This question is too broad to answer completly. There are lengthy books written about Oracle performance tuning, so we can hardly hope to touch on more than one or two high points here.
1. For rollback segments it's important to make sure that you have created enough to adequately support the load on your system. A common rule of thumb is one rollback segment for every four transactions. Obviously you should measure transaction activity during a period of peak usage.
You should also check to see if your rollback segments are sized properly. OPTIMAL shouldn't be set so low that Oracle is doing a lot of shrinks. That could adversely affect performance. On the other hand OPTIMAL should be small enough that the rollback segment tablespace has enough free space to handle any large transaction that might be executed.

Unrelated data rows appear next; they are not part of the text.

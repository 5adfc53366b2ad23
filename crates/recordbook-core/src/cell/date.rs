//! Conversion between calendar values and workbook date serials
//!
//! Serial numbers count days since the workbook epoch, with the time of day as
//! the fractional part. The 1900 system keeps the historical phantom
//! 1900-02-29 (serial 60), so every serial from 61 onward is one higher than
//! the plain day count.

use chrono::{Duration, NaiveDate, NaiveDateTime, NaiveTime, Timelike};

const MS_PER_DAY: i64 = 86_400_000;

/// Serial of the phantom 1900-02-29
const PHANTOM_LEAP_DAY: i64 = 60;

fn epoch(date_1904: bool) -> Option<NaiveDate> {
    if date_1904 {
        NaiveDate::from_ymd_opt(1904, 1, 1)
    } else {
        // Day 0 of the 1900 system
        NaiveDate::from_ymd_opt(1899, 12, 31)
    }
}

/// Fraction of a day elapsed at `time`, to millisecond precision
pub fn time_to_serial(time: NaiveTime) -> f64 {
    let ms = time.num_seconds_from_midnight() as i64 * 1000
        + (time.nanosecond() / 1_000_000) as i64;
    ms as f64 / MS_PER_DAY as f64
}

/// Convert a date-time to a serial number
///
/// Returns `None` for values before the epoch's first day.
pub fn datetime_to_serial(dt: NaiveDateTime, date_1904: bool) -> Option<f64> {
    let mut days = (dt.date() - epoch(date_1904)?).num_days();
    if date_1904 {
        if days < 0 {
            return None;
        }
    } else {
        if days < 1 {
            return None;
        }
        if days >= PHANTOM_LEAP_DAY {
            days += 1;
        }
    }
    Some(days as f64 + time_to_serial(dt.time()))
}

/// Convert a serial number back to a date-time
///
/// Returns `None` for negative or non-finite serials and for the phantom
/// 1900-02-29, which has no calendar counterpart.
pub fn serial_to_datetime(serial: f64, date_1904: bool) -> Option<NaiveDateTime> {
    if !serial.is_finite() || serial < 0.0 {
        return None;
    }

    let total_ms = (serial * MS_PER_DAY as f64).round() as i64;
    let mut days = total_ms.div_euclid(MS_PER_DAY);
    let ms = total_ms.rem_euclid(MS_PER_DAY);

    if !date_1904 {
        if days == PHANTOM_LEAP_DAY {
            return None;
        }
        if days > PHANTOM_LEAP_DAY {
            days -= 1;
        }
    }

    let date = epoch(date_1904)?.checked_add_signed(Duration::days(days))?;
    Some(date.and_time(NaiveTime::MIN) + Duration::milliseconds(ms))
}

/// Time-of-day part of a serial number
pub fn serial_to_time(serial: f64) -> Option<NaiveTime> {
    if !serial.is_finite() || serial < 0.0 {
        return None;
    }
    let ms = ((serial.fract() * MS_PER_DAY as f64).round() as i64).rem_euclid(MS_PER_DAY);
    let (time, _) = NaiveTime::MIN.overflowing_add_signed(Duration::milliseconds(ms));
    Some(time)
}

#[cfg(test)]
mod tests {
    use super::*;

    fn ymd(y: i32, m: u32, d: u32) -> NaiveDateTime {
        NaiveDate::from_ymd_opt(y, m, d)
            .unwrap()
            .and_hms_opt(0, 0, 0)
            .unwrap()
    }

    #[test]
    fn test_1900_serials() {
        assert_eq!(datetime_to_serial(ymd(1900, 1, 1), false), Some(1.0));
        assert_eq!(datetime_to_serial(ymd(1900, 2, 28), false), Some(59.0));
        assert_eq!(datetime_to_serial(ymd(1900, 3, 1), false), Some(61.0));
        assert_eq!(datetime_to_serial(ymd(2000, 1, 1), false), Some(36526.0));
        assert_eq!(datetime_to_serial(ymd(1899, 12, 31), false), None);
    }

    #[test]
    fn test_1904_serials() {
        assert_eq!(datetime_to_serial(ymd(1904, 1, 1), true), Some(0.0));
        assert_eq!(datetime_to_serial(ymd(2000, 1, 1), true), Some(35064.0));
        assert_eq!(datetime_to_serial(ymd(1903, 12, 31), true), None);
    }

    #[test]
    fn test_time_fraction() {
        let dt = NaiveDate::from_ymd_opt(2000, 1, 1)
            .unwrap()
            .and_hms_opt(18, 0, 0)
            .unwrap();
        assert_eq!(datetime_to_serial(dt, false), Some(36526.75));
        assert_eq!(serial_to_datetime(36526.75, false), Some(dt));
    }

    #[test]
    fn test_serial_to_datetime() {
        assert_eq!(serial_to_datetime(1.0, false), Some(ymd(1900, 1, 1)));
        assert_eq!(serial_to_datetime(59.0, false), Some(ymd(1900, 2, 28)));
        assert_eq!(serial_to_datetime(60.0, false), None);
        assert_eq!(serial_to_datetime(61.0, false), Some(ymd(1900, 3, 1)));
        assert_eq!(serial_to_datetime(35064.0, true), Some(ymd(2000, 1, 1)));
        assert_eq!(serial_to_datetime(-1.0, false), None);
    }

    #[test]
    fn test_serial_to_time() {
        assert_eq!(serial_to_time(0.5), NaiveTime::from_hms_opt(12, 0, 0));
        assert_eq!(time_to_serial(NaiveTime::from_hms_opt(6, 0, 0).unwrap()), 0.25);
    }
}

2. Just observing high CPU usage on your Oracle server doesn't narrow down where the CPU is being used. You will need to investigate further. Take a look at how much of the CPU time is spent parsing. A high parse rate may reflect a need to modify the application code to use bind variables (or the new CURSOR_SHARING = FORCE initialization parameter). Another candidate for high CPU usage is sql that does a lot gets from the db buffer cache.
3. If you see high i/o rates you should identify the sql that is the cause. These high cost sql statements can frequently be improved by creating indexes that improve the access path, or by rewriting the sql to retrieve data more efficiently.